**PROBLEM REQUIREMENTS:** Each line from the start of the entries through the line that contains "and resource descriptors" should be output exactly, please.

#### SUPPLIED INFORMATION

//! Tracing subscriber setup.
//!
//! Log output goes to stderr, leaving stdout to the plugin protocol. The `RUST_LOG`
//! environment variable takes precedence over the default filter.

use fortimanager_core::Error;
use tracing_subscriber::EnvFilter;

use crate::Result;

/// Install the global subscriber at `info` level. A second call is a no-op.
pub fn init_logging() {
    init_logging_with_default("info");
}

/// Install the global subscriber with `default_filter` when `RUST_LOG` is unset.
/// A second call is a no-op.
pub fn init_logging_with_default(default_filter: &str) {
    if let Err(err) = try_init_logging(default_filter) {
        tracing::debug!(%err, "Logging already initialised");
    }
}

/// Install the global subscriber, reporting failure.
///
/// # Errors
///
/// Returns [`Error::ConfigError`] if `default_filter` is not a valid filter
/// directive or a global subscriber is already installed.
pub fn try_init_logging(default_filter: &str) -> Result<()> {
    let filter = match EnvFilter::try_from_default_env() {
        Ok(filter) => filter,
        Err(_) => EnvFilter::try_new(default_filter)
            .map_err(|e| Error::ConfigError(format!("invalid log filter: {e}")))?,
    };

    tracing_subscriber::fmt()
        .with_env_filter(filter)
        .with_writer(std::io::stderr)
        .with_target(false)
        .try_init()
        .map_err(|e| Error::ConfigError(format!("failed to initialise logging: {e}")))
}
//! Descriptor-driven resource engine for FortiManager configuration objects.
//!
//! Each configuration object type is described once by a static
//! [`ResourceDescriptor`]. [`ResourceAdapter`] turns that description into the
//! create, read, update, delete and import operations, converting between the local
//! (underscored) field names and the remote (hyphenated) wire names and resolving
//! the device, VDOM and parent scoping parameters every call needs.
//!
//! ## Modules
//!
//! - [`schema`] - Field and resource descriptors
//! - [`data`] - Local state and change tracking
//! - [`ambient`] - Scoping parameter resolution
//! - [`expand`] - Local state to remote object
//! - [`flatten`] - Remote object to local state
//! - [`patch`] - Compatibility fallback for mis-shaped remote values
//! - [`identity`] - Identity derivation
//! - [`adapter`] - The operations

#![deny(missing_docs)]
#![deny(clippy::all)]
#![warn(clippy::pedantic)]
#![allow(clippy::module_name_repetitions)]

pub mod adapter;
pub mod ambient;
pub mod data;
pub mod expand;
pub mod flatten;
pub mod identity;
pub mod patch;
pub mod schema;

pub use adapter::{ReadOutcome, ResourceAdapter};
pub use ambient::{get_variable, import_option_checking};
pub use data::{LocalValue, Record, ResourceData};
pub use expand::{expand_object, expand_string_list};
pub use flatten::{flatten_object, flatten_string_list};
pub use identity::{get_int_key, get_string_key};
pub use patch::fortiapi_patch;
pub use schema::{
    CreateVerb, FieldDescriptor, FieldKind, IdentityRule, ResourceDescriptor, ScopeParam,
    ScopeRule,
};

/// Convenient result alias that reuses the shared error type.
pub type Result<T> = fortimanager_core::Result<T>;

########

**OUTPUT OF THE EXERCISE:**
//! Tracing subscriber setup.
//!
//! Log output goes to stderr, leaving stdout to the plugin protocol. The `RUST_LOG`
//! environment variable takes precedence over the default filter.

use fortimanager_core::Error;
use tracing_subscriber::EnvFilter;

use crate::Result;

/// Install the global subscriber at `info` level. A second call is a no-op.
pub fn init_logging() {
    init_logging_with_default("info");
}

/// Install the global subscriber with `default_filter` when `RUST_LOG` is unset.
/// A second call is a no-op.
pub fn init_logging_with_default(default_filter: &str) {
    if let Err(err) = try_init_logging(default_filter) {
        tracing::debug!(%err, "Logging already initialised");
    }
}

/// Install the global subscriber, reporting failure.
///
/// # Errors
///
/// Returns [`Error::ConfigError`] if `default_filter` is not a valid filter
/// directive or a global subscriber is already installed.
pub fn try_init_logging(default_filter: &str) -> Result<()> {
    let filter = match EnvFilter::try_from_default_env() {
        Ok(filter) => filter,
        Err(_) => EnvFilter::try_new(default_filter)
            .map_err(|e| Error::ConfigError(format!("invalid log filter: {e}")))?,
    };

    tracing_subscriber::fmt()
        .with_env_filter(filter)
        .with_writer(std::io::stderr)
        .with_target(false)
        .try_init()
        .map_err(|e| Error::ConfigError(format!("failed to initialise logging: {e}")))
}
//! Descriptor-driven resource engine for FortiManager configuration objects.
//!
//! Each configuration object type is described once by a static
//! [`ResourceDescriptor`]. [`ResourceAdapter`] turns that description into the
//! create, read, update, delete and import operations, converting between the local
//! (underscored) field names and the remote (hyphenated) wire names and resolving
//! the device, VDOM and parent scoping parameters every call needs.
//!
//! ## Modules
//!
//! - [`schema`] - Field and resource descriptors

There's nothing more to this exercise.